Le téléphone sonna. C'était Nikolay.

— Enfin j'arrive à t'avoir, nom d'un chien, Mary, mais où étais-tu ? Ça fait deux jours que j'essaie de te joindre.

— Désolée.

— Désolée ? Mais tu te rends compte que des négociations sont sur la table et que l'on doit rencontrer ce connard de Brocolis ? Il ne va pas nous louper. Tu te souviens, Brocolis, l'acheteur de la centrale d'achats de Mage & Leprince ?

— Ça va, ça va, n'en rajoute pas. Et puis il s'appelle Boscoli. Je marquai une courte pause puis repris tout en expirant bruyamment. Je m'excuse, ça te va comme ça ? Je suis partie sur une île pour me changer les idées.

— Non, ça ne va pas, tu pars prendre des vacances alors que des millions sont en jeu. Chiotte, il y a de quoi être en pétard.

— Écoute, il n'y a pas de quoi s'affoler, je te rappelle que si je suis ici c'est pour tenter d'étouffer l'incendie. Je n'ai jamais fait prendre de risques inconsidérés à l'entreprise et ce n'est pas aujourd'hui que ça va commencer.

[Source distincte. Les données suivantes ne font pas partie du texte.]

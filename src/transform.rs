// SPDX-License-Identifier: MIT OR Apache-2.0
// Copyright (c) 2026 flowline contributors

//! Transform capability
//!
//! A transform maps one stream of items to another. It may change the item
//! count freely (fan-out, fan-in, filtering); ownership of the output stream
//! passes to the caller. The function adapters let plain closures satisfy the
//! contract without a bespoke type.

use std::future::Future;

use futures::stream::StreamExt;

use crate::errors::FlowlineResult;
use crate::stream::{AsyncItemStream, ItemStream};

/// Capability mapping one stream of items to another.
pub trait Transform<T> {
    /// Map the input stream to a new stream.
    fn process(&mut self, input: ItemStream<T>) -> FlowlineResult<ItemStream<T>>;
}

/// Asynchronous counterpart of [`Transform`].
///
/// `process` itself is synchronous; the returned stream performs the actual
/// work, suspending at every item it produces.
pub trait AsyncTransform<T>: Send {
    /// Map the input stream to a new asynchronous stream.
    fn process(&mut self, input: AsyncItemStream<T>) -> FlowlineResult<AsyncItemStream<T>>;
}

/// A transform backed by a whole-stream closure.
pub struct FnTransform<T> {
    func: Box<dyn FnMut(ItemStream<T>) -> ItemStream<T>>,
}

impl<T: 'static> FnTransform<T> {
    /// Wrap a stream-to-stream closure.
    pub fn new<F>(func: F) -> Self
    where
        F: FnMut(ItemStream<T>) -> ItemStream<T> + 'static,
    {
        Self { func: Box::new(func) }
    }

    /// Wrap a per-item closure as a lazy one-to-one mapping.
    pub fn map<F>(f: F) -> Self
    where
        F: FnMut(T) -> T + Clone + 'static,
    {
        Self::new(move |input: ItemStream<T>| -> ItemStream<T> { Box::new(input.map(f.clone())) })
    }
}

impl<T: 'static> Transform<T> for FnTransform<T> {
    fn process(&mut self, input: ItemStream<T>) -> FlowlineResult<ItemStream<T>> {
        Ok((self.func)(input))
    }
}

/// An asynchronous transform backed by a whole-stream closure.
pub struct AsyncFnTransform<T> {
    func: Box<dyn FnMut(AsyncItemStream<T>) -> AsyncItemStream<T> + Send>,
}

impl<T: Send + 'static> AsyncFnTransform<T> {
    /// Wrap a stream-to-stream closure.
    pub fn new<F>(func: F) -> Self
    where
        F: FnMut(AsyncItemStream<T>) -> AsyncItemStream<T> + Send + 'static,
    {
        Self { func: Box::new(func) }
    }

    /// Wrap an async per-item closure as a lazy one-to-one mapping, one
    /// suspension per item.
    pub fn map<F, Fut>(f: F) -> Self
    where
        F: FnMut(T) -> Fut + Clone + Send + 'static,
        Fut: Future<Output = T> + Send + 'static,
    {
        Self::new(move |input: AsyncItemStream<T>| -> AsyncItemStream<T> {
            input.then(f.clone()).boxed()
        })
    }
}

impl<T: Send + 'static> AsyncTransform<T> for AsyncFnTransform<T> {
    fn process(&mut self, input: AsyncItemStream<T>) -> FlowlineResult<AsyncItemStream<T>> {
        Ok((self.func)(input))
    }
}
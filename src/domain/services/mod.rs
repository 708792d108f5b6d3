//! Domain services - Pure game rules operating on domain objects

pub mod breeding;
pub mod collection;
pub mod progression;
pub mod tier_resolver;
pub mod valuation;
pub mod weighted;

pub use collection::Collection;
pub use progression::ProgressionLedger;
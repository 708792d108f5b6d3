use serde::Serialize;

use crate::domain::entities::ChestOffer;
use crate::domain::value_objects::{ElementTier, Rarity};

#[derive(Debug, Serialize)]
pub struct DropRateDto {
    pub element_tier: u8,
    pub weight: f64,
}

#[derive(Debug, Serialize)]
pub struct ChestOfferDto {
    pub id: String,
    pub name: String,
    pub description: String,
    pub rarity: u8,
    pub cost: u64,
    pub xp_grant: u64,
    pub drop_rates: Vec<DropRateDto>,
}

impl From<ChestOffer> for ChestOfferDto {
    fn from(chest: ChestOffer) -> Self {
        Self {
            id: chest.id.to_string(),
            name: chest.name.to_string(),
            description: chest.description.to_string(),
            rarity: chest.rarity.tier(),
            cost: chest.cost,
            xp_grant: chest.xp_grant,
            drop_rates: chest
                .rarity
                .drop_rates()
                .iter()
                .map(|(tier, weight)| DropRateDto {
                    element_tier: tier.index(),
                    weight: *weight,
                })
                .collect(),
        }
    }
}

#[derive(Debug, Serialize)]
pub struct ElementTierDto {
    pub tier: u8,
    pub elements: Vec<String>,
}

#[derive(Debug, Serialize)]
pub struct CatalogDto {
    pub chests: Vec<ChestOfferDto>,
    pub element_tiers: Vec<ElementTierDto>,
    pub max_rarity: u8,
}

impl CatalogDto {
    pub fn build() -> Self {
        Self {
            chests: ChestOffer::catalog().into_iter().map(ChestOfferDto::from).collect(),
            element_tiers: ElementTier::ALL
                .iter()
                .map(|tier| ElementTierDto {
                    tier: tier.index(),
                    elements: tier.elements().iter().map(|e| e.name().to_string()).collect(),
                })
                .collect(),
            max_rarity: Rarity::MAX.tier(),
        }
    }
}
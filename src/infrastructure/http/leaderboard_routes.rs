use std::sync::Arc;

use axum::{
    extract::{Query, State},
    Json,
};
use serde::Deserialize;

use super::error::{store_error, ApiError};
use crate::application::dto::CatalogDto;
use crate::application::services::LeaderboardEntry;
use crate::domain::value_objects::SessionId;
use crate::infrastructure::state::AppState;

#[derive(Debug, Deserialize)]
pub struct LeaderboardQuery {
    /// Marks the caller's own row when it belongs to a live session
    #[serde(default)]
    pub session: Option<String>,
}

pub async fn get_leaderboard(
    State(state): State<Arc<AppState>>,
    Query(query): Query<LeaderboardQuery>,
) -> Result<Json<Vec<LeaderboardEntry>>, ApiError> {
    let current = match query.session.as_deref().and_then(SessionId::parse) {
        Some(session_id) => state
            .sessions
            .read()
            .await
            .get_session(session_id)
            .ok()
            .map(|session| session.username.clone()),
        None => None,
    };

    state
        .leaderboard_service
        .entries(current.as_deref())
        .await
        .map(Json)
        .map_err(store_error)
}

/// Chest offers, drop rates and element tiers
pub async fn get_catalog() -> Json<CatalogDto> {
    Json(CatalogDto::build())
}
//! HTTP REST API routes

mod account_routes;
mod error;
mod game_routes;
mod leaderboard_routes;

use axum::{
    http::StatusCode,
    routing::{delete, get, post},
    Router,
};
use std::sync::Arc;

use crate::domain::value_objects::{CreatureId, SessionId};
use crate::infrastructure::state::AppState;

use error::ApiError;

/// Create all API routes
pub fn create_routes() -> Router<Arc<AppState>> {
    Router::new()
        // Catalog and leaderboard
        .route("/api/catalog", get(leaderboard_routes::get_catalog))
        .route("/api/leaderboard", get(leaderboard_routes::get_leaderboard))
        // Account routes
        .route("/api/accounts/register", post(account_routes::register))
        .route("/api/accounts/login", post(account_routes::login))
        // Session routes
        .route("/api/sessions/{id}", get(account_routes::get_account))
        .route("/api/sessions/{id}/logout", post(account_routes::logout))
        .route(
            "/api/sessions/{id}/chests/{chest_id}/open",
            post(game_routes::open_chest),
        )
        .route(
            "/api/sessions/{id}/creatures/{creature_id}/select",
            post(game_routes::toggle_select),
        )
        .route(
            "/api/sessions/{id}/creatures/{creature_id}/sell",
            post(game_routes::sell),
        )
        .route(
            "/api/sessions/{id}/selection",
            delete(game_routes::clear_selection),
        )
        .route("/api/sessions/{id}/breed", post(game_routes::breed))
}

fn parse_session_id(raw: &str) -> Result<SessionId, ApiError> {
    SessionId::parse(raw).ok_or_else(|| (StatusCode::BAD_REQUEST, "Invalid session ID".to_string()))
}

fn parse_creature_id(raw: &str) -> Result<CreatureId, ApiError> {
    CreatureId::parse(raw).ok_or_else(|| (StatusCode::BAD_REQUEST, "Invalid creature ID".to_string()))
}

— Mouais. On se voit quand ?

— Dans une heure, au Rio bar.

Je raccrochai, soupirai. Je fis passer la carte de visite entre mes doigts tout en regardant le mur d'en face.

Je reconsidérais les événements. Le soir, j'ai eu plusieurs orgasmes, c'est un fait indéniable. J'ai été excitée et j'ai pu le vérifier. Une excitation malsaine peut-être mais une excitation quand même. Trois questions restaient en suspens : avais-je réellement eu des rapports avec Akio ou était-ce le fruit de mon imagination ? Deuxième question, comment sa carte a-t-elle pu arriver dans mon sac ? Enfin, si rapports il y a eu, je n'ai détecté aucune trace de sperme et je ne me souviens pas l'avoir vu mettre un préservatif.

J'avais beau rester pragmatique, un malaise me gagnait petit à petit. Mon corps n'était pas en accord avec ma tête, l'un m'ordonnait de l'appeler, l'autre de fuir. Et puis qu'allais-je bien pouvoir lui dire ? « Tiens, salut Akio, dis-moi, est-ce que tu m'as droguée et prise comme un sauvage l'autre soir ? » Je m'emparai de mon téléphone et écrivis à la hâte.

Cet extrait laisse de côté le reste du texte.